The Dragon is China

Dragon Brazier, Kong Miao, Confucius Temple, Beijing, China
“The Dragon is China,” she told me.

I nodded an assent, then shook my head… paused. “What does that mean?”

She told me. I must still not have understood, because I’ve forgotten. Only the phrase is left. I couldn’t focus, and the image in my mind drifted away.

Like this photo of a dragon-handled brazier at Kong Miao, the Confucius Temple in Beijing. Ever so slightly, focussed too deep. And like a photograph, there is no way, hard as I’ve tried, to bring China fully into focus.

Yet I know China better than anyone I know. After six and a half months bicycling six thousand kilometers across it, you might think I grew to know it fairly well. But even the face of it is not very sharp.

Beautiful. Beguiling. Fascinating. Enthralling. Spectacular, even.

But not… quite… sharp.

Proximity and personal space baffles, annoys and delights me. Closerthanthis, Chinese people gathered around whenever my bicycle and I came to rest. Until I couldn’t see the trailer attached to my rear axle. Until I was treated to an intimate whiff of the weave of the fabrics comprising their clothing.

How can people always be so close to one another? Ten Chinese people with nothing to do will gather around a person actually doing something to watch them do it. Intently. Quietly. No offers of assistance. The person actually doing something, completely unperturbed by all the attention, will ignore the observers. Entirely.

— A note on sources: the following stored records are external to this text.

#![forbid(unsafe_code)]

use std::sync::{Arc, Mutex};
use std::time::Duration;

use serde_json::json;
use stagehand_controller::{spawn_controller, ControllerConfig};
use stagehand_core::{load_stages, Delta, DeltaKind, ResourceKind};
use stagehand_lifecycle::{Action, Event, Lifecycle, Resource, ResourcePatch, Sink, SinkError, SinkFactory};

type Log = Arc<Mutex<Vec<(String, Action)>>>;

/// Records every call with the object name.
struct LogSink {
    name: String,
    log: Log,
}

#[async_trait::async_trait]
impl Sink for LogSink {
    async fn send_event(&self, event: &Event) -> Result<(), SinkError> {
        self.log.lock().unwrap().push((self.name.clone(), Action::Event(event.clone())));
        Ok(())
    }

    async fn delete_resource(&self) -> Result<(), SinkError> {
        self.log.lock().unwrap().push((self.name.clone(), Action::Delete));
        Ok(())
    }

    async fn patch_resource(&self, patch: &ResourcePatch) -> Result<(), SinkError> {
        self.log.lock().unwrap().push((self.name.clone(), Action::Patch(patch.clone())));
        Ok(())
    }
}

struct LogFactory(Log);

impl SinkFactory for LogFactory {
    fn sink_for(&self, resource: &Resource) -> Box<dyn Sink> {
        Box::new(LogSink { name: resource.name().to_string(), log: self.0.clone() })
    }
}

fn uid(n: u8) -> [u8; 16] { let mut u = [0u8; 16]; u[0] = n; u }

fn pod(name: &str, status: serde_json::Value) -> serde_json::Value {
    json!({"apiVersion": "v1", "kind": "Pod", "metadata": {"name": name, "namespace": "default", "labels": {"env": "test"}}, "status": status})
}

fn lifecycle(yaml: &str) -> Lifecycle { Lifecycle::new(&load_stages(yaml).unwrap()).unwrap() }

const CHAIN: &str = r#"
- name: pod-pending
  selector:
    matchExpressions:
      - {key: .status.phase, operator: DoesNotExist}
  next:
    statusTemplate: "phase: Pending"
  immediateNextStage: true
- name: pod-running
  selector:
    matchExpressions:
      - {key: .status.phase, operator: In, values: [Pending]}
  next:
    statusTemplate: "phase: Running"
  immediateNextStage: true
"#;

fn phases(log: &Log) -> Vec<String> {
    log.lock()
        .unwrap()
        .iter()
        .filter_map(|(_, a)| match a {
            Action::Patch(p) => p.data["status"]["phase"].as_str().map(str::to_string),
            _ => None,
        })
        .collect()
}

#[tokio::test(flavor = "multi_thread", worker_threads = 2)]
async fn immediate_stages_chain() {
    let log = Log::default();
    let (tx, _handle) =
        spawn_controller(ResourceKind::Pod, lifecycle(CHAIN), Arc::new(LogFactory(log.clone())), ControllerConfig::default());
    tx.send(Delta::new(uid(1), DeltaKind::Applied, pod("web-0", json!({})))).await.unwrap();
    tokio::time::sleep(Duration::from_millis(100)).await;
    // the second stage's output matches nothing, so the chain ends there
    assert_eq!(phases(&log), vec!["Pending", "Running"]);
}

#[tokio::test(flavor = "multi_thread", worker_threads = 2)]
async fn chain_respects_limit() {
    let log = Log::default();
    let config = ControllerConfig { max_immediate: 0, ..ControllerConfig::default() };
    let (tx, _handle) = spawn_controller(ResourceKind::Pod, lifecycle(CHAIN), Arc::new(LogFactory(log.clone())), config);
    tx.send(Delta::new(uid(1), DeltaKind::Applied, pod("web-0", json!({})))).await.unwrap();
    tokio::time::sleep(Duration::from_millis(100)).await;
    assert_eq!(phases(&log), vec!["Pending"]);
}

const DELAYED: &str = r#"
- name: slow-delete
  selector: {matchLabels: {env: test}}
  delay: {durationMilliseconds: 150}
  next: {delete: true}
"#;

#[tokio::test(flavor = "multi_thread", worker_threads = 2)]
async fn deleted_cancels_pending_delay() {
    let log = Log::default();
    let (tx, _handle) =
        spawn_controller(ResourceKind::Pod, lifecycle(DELAYED), Arc::new(LogFactory(log.clone())), ControllerConfig::default());
    tx.send(Delta::new(uid(1), DeltaKind::Applied, pod("a", json!({})))).await.unwrap();
    tx.send(Delta::new(uid(2), DeltaKind::Applied, pod("b", json!({})))).await.unwrap();
    tokio::time::sleep(Duration::from_millis(40)).await;
    tx.send(Delta::new(uid(1), DeltaKind::Deleted, pod("a", json!({})))).await.unwrap();
    tokio::time::sleep(Duration::from_millis(300)).await;
    let names: Vec<String> = log.lock().unwrap().iter().map(|(n, _)| n.clone()).collect();
    assert_eq!(names, vec!["b"]);
}

#[tokio::test(flavor = "multi_thread", worker_threads = 2)]
async fn newer_delta_supersedes() {
    let log = Log::default();
    let (tx, _handle) =
        spawn_controller(ResourceKind::Pod, lifecycle(DELAYED), Arc::new(LogFactory(log.clone())), ControllerConfig::default());
    tx.send(Delta::new(uid(1), DeltaKind::Applied, pod("a", json!({})))).await.unwrap();
    tokio::time::sleep(Duration::from_millis(40)).await;
    tx.send(Delta::new(uid(1), DeltaKind::Applied, pod("a", json!({"phase": "Pending"})))).await.unwrap();
    tokio::time::sleep(Duration::from_millis(400)).await;
    assert_eq!(log.lock().unwrap().len(), 1);
}

#[tokio::test(flavor = "multi_thread", worker_threads = 2)]
async fn reload_swaps_stages() {
    let log = Log::default();
    let (tx, handle) =
        spawn_controller(ResourceKind::Pod, Lifecycle::default(), Arc::new(LogFactory(log.clone())), ControllerConfig::default());
    tx.send(Delta::new(uid(1), DeltaKind::Applied, pod("a", json!({})))).await.unwrap();
    tokio::time::sleep(Duration::from_millis(50)).await;
    assert!(log.lock().unwrap().is_empty());

    handle.reload(lifecycle(CHAIN));
    assert_eq!(handle.current().len(), 2);
    tx.send(Delta::new(uid(1), DeltaKind::Applied, pod("a", json!({})))).await.unwrap();
    tokio::time::sleep(Duration::from_millis(100)).await;
    assert_eq!(phases(&log), vec!["Pending", "Running"]);
}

I don’t get that. It was sometimes quite annoying, always being the centre of attention that way, but with just the barest of language skills I was often able to have a lot of fun, even laughter all around. They were obviously quite curious about me, and my bicycle — and their culture allows them to express that curiosity quite bluntly, so as long as I could feed that curiosity…

Well, it took a few months to get there. It wasn’t always fun.

“A riddle wrapped in a mystery inside an enigma,” Churchill once famously said of Russia. Imagine that you’ve unwrapped the riddle of China, cracked open the mystery and illuminated the enigma. You’d be looking at something more than a little alien, still.

It’s so appropriate that the dragon’s face is out of focus. “Face” is among the most important social concepts to grasp in Chinese life, and I know I constantly trampled and slapped faces all over the country. I’ve heard Westerners explain it among themselves. “Face, you know, like losing face.” But that’s not entirely it. It’s subtler and far more significant than that.

I learned, when seeking directions, never to point in one direction and ask, “Is this the right way to Beijing?” I nearly always received a smile and a firm nod in response, only to discover I was heading in entirely the wrong direction ten kilometers later. To disappoint someone is to lose face. Obviously, I wanted Beijing to be the in the direction I was pointing. No sense disappointing me.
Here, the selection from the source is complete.